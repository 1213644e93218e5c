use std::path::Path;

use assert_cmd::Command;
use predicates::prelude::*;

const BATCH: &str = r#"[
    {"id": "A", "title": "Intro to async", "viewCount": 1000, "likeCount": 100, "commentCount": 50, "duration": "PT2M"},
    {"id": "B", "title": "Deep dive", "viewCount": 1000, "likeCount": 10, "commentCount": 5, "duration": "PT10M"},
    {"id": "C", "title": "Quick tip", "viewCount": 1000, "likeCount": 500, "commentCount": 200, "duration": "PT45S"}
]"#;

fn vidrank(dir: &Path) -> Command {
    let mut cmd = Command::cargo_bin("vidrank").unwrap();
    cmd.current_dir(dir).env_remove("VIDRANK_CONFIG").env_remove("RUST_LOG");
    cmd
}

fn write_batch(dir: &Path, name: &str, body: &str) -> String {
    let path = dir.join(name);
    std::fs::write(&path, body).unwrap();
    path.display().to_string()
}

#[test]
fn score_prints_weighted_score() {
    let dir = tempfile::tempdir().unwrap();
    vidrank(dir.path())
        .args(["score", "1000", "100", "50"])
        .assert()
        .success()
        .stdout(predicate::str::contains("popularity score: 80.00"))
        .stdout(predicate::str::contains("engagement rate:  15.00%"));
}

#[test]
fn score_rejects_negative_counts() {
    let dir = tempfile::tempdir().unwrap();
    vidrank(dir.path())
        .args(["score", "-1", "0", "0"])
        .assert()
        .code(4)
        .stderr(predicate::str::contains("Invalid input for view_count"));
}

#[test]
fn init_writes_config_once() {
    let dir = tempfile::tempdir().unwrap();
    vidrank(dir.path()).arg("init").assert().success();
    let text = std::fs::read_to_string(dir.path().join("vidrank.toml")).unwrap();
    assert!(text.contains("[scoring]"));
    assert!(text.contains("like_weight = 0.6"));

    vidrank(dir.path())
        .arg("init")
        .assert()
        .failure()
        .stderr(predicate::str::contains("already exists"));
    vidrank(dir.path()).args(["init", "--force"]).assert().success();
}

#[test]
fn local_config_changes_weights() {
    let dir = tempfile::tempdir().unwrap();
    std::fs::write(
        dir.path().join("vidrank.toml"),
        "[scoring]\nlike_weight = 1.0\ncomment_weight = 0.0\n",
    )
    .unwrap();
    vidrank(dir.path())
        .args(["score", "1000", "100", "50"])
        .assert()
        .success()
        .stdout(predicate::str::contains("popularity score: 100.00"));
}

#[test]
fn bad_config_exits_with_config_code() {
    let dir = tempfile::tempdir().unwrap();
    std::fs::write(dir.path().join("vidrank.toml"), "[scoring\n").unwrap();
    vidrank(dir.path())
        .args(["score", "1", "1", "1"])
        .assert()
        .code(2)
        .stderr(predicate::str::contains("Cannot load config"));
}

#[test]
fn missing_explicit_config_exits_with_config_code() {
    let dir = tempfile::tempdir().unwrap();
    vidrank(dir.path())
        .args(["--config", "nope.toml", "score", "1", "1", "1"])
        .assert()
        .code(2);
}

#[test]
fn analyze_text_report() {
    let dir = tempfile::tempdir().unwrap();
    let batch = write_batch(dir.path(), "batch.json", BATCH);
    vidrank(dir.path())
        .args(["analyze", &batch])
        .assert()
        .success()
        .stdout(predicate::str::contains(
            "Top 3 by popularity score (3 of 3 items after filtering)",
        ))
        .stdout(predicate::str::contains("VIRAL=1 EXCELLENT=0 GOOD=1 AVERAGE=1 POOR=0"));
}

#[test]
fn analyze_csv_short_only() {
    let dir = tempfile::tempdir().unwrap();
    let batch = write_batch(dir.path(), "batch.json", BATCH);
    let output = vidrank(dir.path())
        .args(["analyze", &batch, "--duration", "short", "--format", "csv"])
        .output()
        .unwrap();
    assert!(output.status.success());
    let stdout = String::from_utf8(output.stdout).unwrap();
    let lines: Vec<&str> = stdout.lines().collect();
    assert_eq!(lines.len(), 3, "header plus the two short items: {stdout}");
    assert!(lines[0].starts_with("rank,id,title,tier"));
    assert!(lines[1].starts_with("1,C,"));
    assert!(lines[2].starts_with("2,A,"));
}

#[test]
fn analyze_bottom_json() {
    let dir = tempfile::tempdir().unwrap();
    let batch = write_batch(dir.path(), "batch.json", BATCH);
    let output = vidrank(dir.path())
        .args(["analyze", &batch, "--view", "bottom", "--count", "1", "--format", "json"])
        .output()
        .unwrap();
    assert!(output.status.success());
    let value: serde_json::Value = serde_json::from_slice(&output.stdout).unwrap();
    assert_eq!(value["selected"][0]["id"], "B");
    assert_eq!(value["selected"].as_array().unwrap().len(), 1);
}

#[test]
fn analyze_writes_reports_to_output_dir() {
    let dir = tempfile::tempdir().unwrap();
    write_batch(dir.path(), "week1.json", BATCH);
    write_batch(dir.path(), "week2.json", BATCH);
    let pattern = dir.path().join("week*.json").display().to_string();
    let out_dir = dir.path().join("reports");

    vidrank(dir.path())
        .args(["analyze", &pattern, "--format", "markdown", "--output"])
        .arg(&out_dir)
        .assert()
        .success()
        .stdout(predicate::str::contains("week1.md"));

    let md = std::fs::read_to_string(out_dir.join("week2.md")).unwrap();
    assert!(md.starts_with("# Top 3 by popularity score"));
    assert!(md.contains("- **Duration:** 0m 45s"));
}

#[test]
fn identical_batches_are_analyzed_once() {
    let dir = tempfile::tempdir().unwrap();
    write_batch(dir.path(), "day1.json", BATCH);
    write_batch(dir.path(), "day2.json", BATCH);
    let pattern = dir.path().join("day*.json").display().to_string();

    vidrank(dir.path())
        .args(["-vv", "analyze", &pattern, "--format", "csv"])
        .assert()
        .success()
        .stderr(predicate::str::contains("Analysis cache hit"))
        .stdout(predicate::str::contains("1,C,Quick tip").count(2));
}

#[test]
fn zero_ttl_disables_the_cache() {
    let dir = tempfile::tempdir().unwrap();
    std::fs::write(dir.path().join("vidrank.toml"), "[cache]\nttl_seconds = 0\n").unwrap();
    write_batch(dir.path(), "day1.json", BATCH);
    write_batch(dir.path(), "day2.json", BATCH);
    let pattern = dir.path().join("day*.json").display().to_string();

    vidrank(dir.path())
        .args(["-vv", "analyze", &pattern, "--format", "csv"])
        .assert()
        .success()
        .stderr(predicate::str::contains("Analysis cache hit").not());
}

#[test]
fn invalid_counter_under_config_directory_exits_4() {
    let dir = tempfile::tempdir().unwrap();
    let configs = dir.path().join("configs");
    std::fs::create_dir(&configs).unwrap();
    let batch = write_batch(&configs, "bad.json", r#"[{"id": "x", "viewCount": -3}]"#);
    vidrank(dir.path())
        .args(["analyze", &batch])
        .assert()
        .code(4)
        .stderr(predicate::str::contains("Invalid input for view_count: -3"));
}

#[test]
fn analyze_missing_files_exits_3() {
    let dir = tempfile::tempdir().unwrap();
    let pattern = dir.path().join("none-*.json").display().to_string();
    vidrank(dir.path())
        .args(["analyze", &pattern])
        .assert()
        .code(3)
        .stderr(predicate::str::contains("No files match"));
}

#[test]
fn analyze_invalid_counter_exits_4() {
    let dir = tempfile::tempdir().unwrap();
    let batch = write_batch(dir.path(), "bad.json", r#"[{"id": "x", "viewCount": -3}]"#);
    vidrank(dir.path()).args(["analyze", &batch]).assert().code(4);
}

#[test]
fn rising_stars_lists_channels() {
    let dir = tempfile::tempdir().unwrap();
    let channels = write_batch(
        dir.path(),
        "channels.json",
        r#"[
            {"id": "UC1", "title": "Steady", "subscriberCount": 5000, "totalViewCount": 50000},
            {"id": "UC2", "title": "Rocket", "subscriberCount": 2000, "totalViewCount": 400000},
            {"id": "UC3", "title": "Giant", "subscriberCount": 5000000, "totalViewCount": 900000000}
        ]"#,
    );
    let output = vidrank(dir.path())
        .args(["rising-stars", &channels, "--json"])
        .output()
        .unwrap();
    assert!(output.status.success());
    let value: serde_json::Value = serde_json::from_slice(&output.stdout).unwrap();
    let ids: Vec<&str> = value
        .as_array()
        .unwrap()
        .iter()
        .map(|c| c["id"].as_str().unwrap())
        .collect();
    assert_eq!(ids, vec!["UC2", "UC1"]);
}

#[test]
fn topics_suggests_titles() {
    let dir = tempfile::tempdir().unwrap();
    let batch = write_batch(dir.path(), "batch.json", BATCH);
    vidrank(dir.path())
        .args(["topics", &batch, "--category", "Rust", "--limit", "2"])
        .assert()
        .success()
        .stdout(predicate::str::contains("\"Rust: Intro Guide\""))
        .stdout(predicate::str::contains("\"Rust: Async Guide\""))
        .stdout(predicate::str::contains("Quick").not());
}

→ **YOUR ASSIGNMENT**: Taking the records above as a whole, work out how many of their lines hold the word "input". The reply should be that number alone.

→ **OUTPUT FOR THIS EXERCISE**: 2